Pero la señorita Taylor era una dama, por más que se esforzara en negarlo. Era inocente, joven, dada a ridículas ensoñaciones. Thorne se estremeció al intentar dilucidar qué significaba más en la mente de ella. ¿Galanterías? ¿Cortejo? Una jarra de vinagre era mucho más dulce que él. Su experiencia con los cortejos se había limitado a cortejos peligrosos.
Aquel desatinado beso había sido otro ejemplo de ello.
Estúpido, estúpido. Su propia madre lo había definido con tino. «Eres tan terco como feo, hijo mío. No aprendes nunca».
—No puede alejarse de mí así como así —dijo Kate—. No después de un beso como ese. Tenemos que hablar.
Maravilloso. Era peor que la dulzura, más espeluznante que correr riesgos al cortejar a alguien. Ella quería hablar.
¿Por qué las mujeres no dejaban que las acciones hablaran por sí mismas? Si él quisiera utilizar palabras, las habría utilizado.
—No tenemos nada de que hablar —dijo.
—Lamento estar en desacuerdo.
Thorne se la quedó mirando, pensativo. Se había pasado la mayor parte de una década en campañas con la infantería británica. Sabía perfectamente cuándo una retirada era su mejor opción.
Se giró y llamó al perro con un silbido. El cachorro trotó hasta él. Thorne estaba complacido. Había dudado de la conveniencia de dejarlo tanto tiempo con el criador, pero al parecer las semanas extras de entrenamiento habían dado buenos resultados.
Se encaminó hacia el lugar donde había dejado pastoreando al caballo, cerca de unos escalones de madera que hacían las veces del único agujero entre el muro de piedra a la altura de la cintura que cercaba el prado.
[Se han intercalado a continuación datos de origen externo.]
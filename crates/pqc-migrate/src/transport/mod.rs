// ABOUTME: Concrete RemoteTransport implementations and selection by TransportKind.
// ABOUTME: Auto routes password sessions to russh and key-file sessions to the OpenSSH client.

mod openssh;
mod russh_client;

pub use openssh::OpenSshTransport;
pub use russh_client::RusshTransport;

use crate::config::{MigrationConfig, TransportKind};
use crate::error::TransportError;
use crate::process::CommandRunner;
use crate::remote::{Credential, RemoteSession, RemoteTarget, RemoteTransport};
use async_trait::async_trait;
use std::sync::Arc;
use tracing::debug;

/// Picks a transport per credential.
///
/// russh cannot load OQS hybrid private keys, so key-file sessions (the
/// verification of the newly generated key) go through the local OQS-enabled
/// `ssh` binary, while password sessions use russh.
pub struct AutoTransport {
    password: Arc<dyn RemoteTransport>,
    key_file: Arc<dyn RemoteTransport>,
}

impl AutoTransport {
    pub fn new(password: Arc<dyn RemoteTransport>, key_file: Arc<dyn RemoteTransport>) -> Self {
        Self { password, key_file }
    }

    fn route(&self, credential: &Credential) -> &dyn RemoteTransport {
        match credential {
            Credential::Password(_) => self.password.as_ref(),
            Credential::KeyFile(_) => self.key_file.as_ref(),
        }
    }
}

#[async_trait]
impl RemoteTransport for AutoTransport {
    fn name(&self) -> &'static str {
        "auto"
    }

    async fn open(
        &self,
        target: &RemoteTarget,
        credential: &Credential,
    ) -> Result<Box<dyn RemoteSession>, TransportError> {
        let transport = self.route(credential);
        debug!(transport = transport.name(), auth = credential.kind(), "Selected transport");
        transport.open(target, credential).await
    }
}

/// Build the transport named in the configuration.
pub fn build_transport(
    config: &MigrationConfig,
    runner: Arc<dyn CommandRunner>,
) -> Arc<dyn RemoteTransport> {
    let known_hosts = config.paths().known_hosts;
    let russh: Arc<dyn RemoteTransport> = Arc::new(RusshTransport::new(known_hosts.clone()));
    let openssh: Arc<dyn RemoteTransport> = Arc::new(OpenSshTransport::new(
        runner,
        config.capability.ssh_binary.clone(),
        known_hosts,
    ));

    match config.transport {
        TransportKind::Auto => Arc::new(AutoTransport::new(russh, openssh)),
        TransportKind::Russh => russh,
        TransportKind::Openssh => openssh,
    }
}
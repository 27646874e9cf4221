// ABOUTME: Discovery of identity key files in an SSH directory.
// ABOUTME: Matches the `id_*` naming convention used by ssh-keygen defaults.

use crate::error::{Result, SshError};
use std::path::{Path, PathBuf};

/// Conventional prefix of identity key files (`id_rsa`, `id_ed25519.pub`, ...).
pub const IDENTITY_PREFIX: &str = "id_";

/// List every entry in `dir` whose file name starts with `prefix`, sorted by name.
///
/// This is the shell glob `<dir>/<prefix>*`: hidden files are not special-cased
/// and directories that match are included. Names that are not valid UTF-8
/// never match.
///
/// # Errors
/// Returns an error if the directory cannot be read.
pub fn identity_entries(dir: &Path, prefix: &str) -> Result<Vec<PathBuf>> {
    let read_dir = std::fs::read_dir(dir).map_err(|e| SshError::ReadDirectory {
        path: dir.to_path_buf(),
        source: e,
    })?;

    let mut entries = Vec::new();
    for entry in read_dir {
        let entry = entry.map_err(|e| SshError::ReadDirectory {
            path: dir.to_path_buf(),
            source: e,
        })?;
        let matches = entry
            .file_name()
            .to_str()
            .is_some_and(|name| name.starts_with(prefix));
        if matches {
            entries.push(entry.path());
        }
    }

    entries.sort();
    Ok(entries)
}

#[cfg(test)]
mod tests {
    use super::*;
    use tempfile::TempDir;

    #[test]
    fn test_matches_identity_files_only() {
        let temp_dir = TempDir::new().expect("should create temp dir");
        for name in ["id_rsa", "id_rsa.pub", "id_ed25519", "authorized_keys", "config"] {
            std::fs::write(temp_dir.path().join(name), name).expect("should write");
        }
        std::fs::create_dir(temp_dir.path().join("backup_keys")).expect("should mkdir");

        let found = identity_entries(temp_dir.path(), IDENTITY_PREFIX).expect("should list");
        let names: Vec<_> = found
            .iter()
            .map(|p| p.file_name().unwrap().to_string_lossy().into_owned())
            .collect();

        assert_eq!(names, vec!["id_ed25519", "id_rsa", "id_rsa.pub"]);
    }

    #[test]
    fn test_empty_directory() {
        let temp_dir = TempDir::new().expect("should create temp dir");
        let found = identity_entries(temp_dir.path(), IDENTITY_PREFIX).expect("should list");
        assert!(found.is_empty());
    }

    #[test]
    fn test_missing_directory_is_error() {
        let temp_dir = TempDir::new().expect("should create temp dir");
        let result = identity_entries(&temp_dir.path().join("nope"), IDENTITY_PREFIX);
        assert!(matches!(result, Err(SshError::ReadDirectory { .. })));
    }
}
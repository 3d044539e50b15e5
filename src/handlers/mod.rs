pub mod health_handlers;
pub mod object_handlers;
//! Presigned operations and the grants handed back to callers.

use chrono::{DateTime, Utc};
use std::fmt;

/// HTTP verb a presigned URL authorizes.
#[derive(Clone, Copy, Debug, PartialEq, Eq)]
pub enum Verb {
    Get,
    Put,
}

impl fmt::Display for Verb {
    fn fmt(&self, f: &mut fmt::Formatter<'_>) -> fmt::Result {
        match self {
            Verb::Get => write!(f, "GET"),
            Verb::Put => write!(f, "PUT"),
        }
    }
}

/// A request for one time-bounded capability on one object.
///
/// Built on demand by the issuer, handed to the store for signing, then
/// discarded.
#[derive(Clone, Debug, PartialEq, Eq)]
pub struct PresignedOperation {
    pub verb: Verb,
    pub key: String,
    /// Content type the upload must be sent with. Only meaningful for `Put`.
    pub content_type: Option<String>,
    pub expires_in_seconds: u64,
}

/// Signed URL allowing the client to fetch one object directly.
#[derive(Clone, Debug)]
pub struct DownloadGrant {
    pub url: String,
    pub expires_in_seconds: u64,
    pub expires_at: DateTime<Utc>,
}

/// Signed URL allowing the client to write one object directly.
#[derive(Clone, Debug)]
pub struct UploadGrant {
    pub url: String,
    /// The key the upload will land at, echoed unchanged.
    pub key: String,
    pub content_type: String,
    pub expires_in_seconds: u64,
    pub expires_at: DateTime<Utc>,
}
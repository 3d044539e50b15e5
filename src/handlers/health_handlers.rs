//! Health & readiness handlers.
//!
//! - GET /healthz  -> simple liveness ("ok")
//! - GET /readyz   -> readiness that checks the object store is reachable

use crate::state::AppState;
use axum::{Json, extract::State, http::StatusCode, response::IntoResponse};
use serde::Serialize;
use std::collections::HashMap;

/// `GET /healthz`
///
/// Very small liveness probe — always returns 200 OK with a plain JSON body.
/// This endpoint should be cheap and never perform I/O.
pub async fn healthz() -> impl IntoResponse {
    (
        StatusCode::OK,
        Json(HealthResponse {
            status: "ok".into(),
        }),
    )
}

/// `GET /readyz`
///
/// Readiness probe that asks the store whether the bucket is reachable with
/// the configured credentials. HTTP 200 when it is, HTTP 503 otherwise.
pub async fn readyz(State(state): State<AppState>) -> impl IntoResponse {
    let store_check = match state.store.probe().await {
        Ok(()) => CheckStatus {
            ok: true,
            error: None,
        },
        Err(e) => {
            tracing::warn!(error = %e, "readiness probe failed");
            CheckStatus {
                ok: false,
                error: Some(e.to_string()),
            }
        }
    };

    let overall_ok = store_check.ok;
    let mut checks = HashMap::new();
    checks.insert("store", store_check);

    let body = ReadyResponse {
        status: if overall_ok {
            "ok".into()
        } else {
            "error".into()
        },
        checks,
    };

    let status = if overall_ok {
        StatusCode::OK
    } else {
        StatusCode::SERVICE_UNAVAILABLE
    };
    (status, Json(body))
}

#[derive(Serialize)]
struct HealthResponse {
    status: String,
}

#[derive(Serialize)]
struct ReadyResponse {
    status: String,
    checks: HashMap<&'static str, CheckStatus>,
}

#[derive(Serialize)]
struct CheckStatus {
    ok: bool,
    error: Option<String>,
}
—Cabo Thorne… —La señorita Taylor lo siguió.
Él alcanzó la escalera y saltó al otro lado de la cerca.
—Debemos regresar a Cala Espinada. Esta tarde no ha asistido a las clases con las hermanas Youngfield. Se estarán preguntando dónde está usted.
—¿Conoce mi horario de clases? —Su voz contenía un deje de interés.
—No de todas. —Thorne maldijo entre dientes—. Solo de las fastidiosas.
—Ah. Las fastidiosas.
Le lanzó al perro un hueso de conejo que llevaba en el bolsillo antes de comenzar a inspeccionar los arreos del caballo.
Ella colocó ambas manos sobre la cima del cercado de piedra, equitativamente argamasado, y se impulsó para sentarse en él.
—Así pues, es casualidad que mis clases coincidan con sus sesiones de bebida. Suceden los mismos días a las mismas horas, hasta el punto de que conoce mi horario. De memoria.
Por el amor de Dios. ¿Qué memoria?
—No se invente una historia sensiblera de que la he estado extrañando. —Negó con la cabeza—. Es una mujer suficientemente atractiva y yo soy un hombre con ojos en la cara. Me he fijado en usted. Nada más.
La joven se recogió las faldas con una mano, levantó las piernas y las pasó al otro lado del muro.
—Y, sin embargo, jamás me ha dirigido la palabra.
Al estar ella sentada sobre el cercado de piedra, estaban casi a la misma altura. Kate dobló un dedo y se pasó un bucle rizado detrás de la oreja. Era la manera elegante e inconsciente en que las mujeres llevaban a los hombres hasta el límite de la desesperación.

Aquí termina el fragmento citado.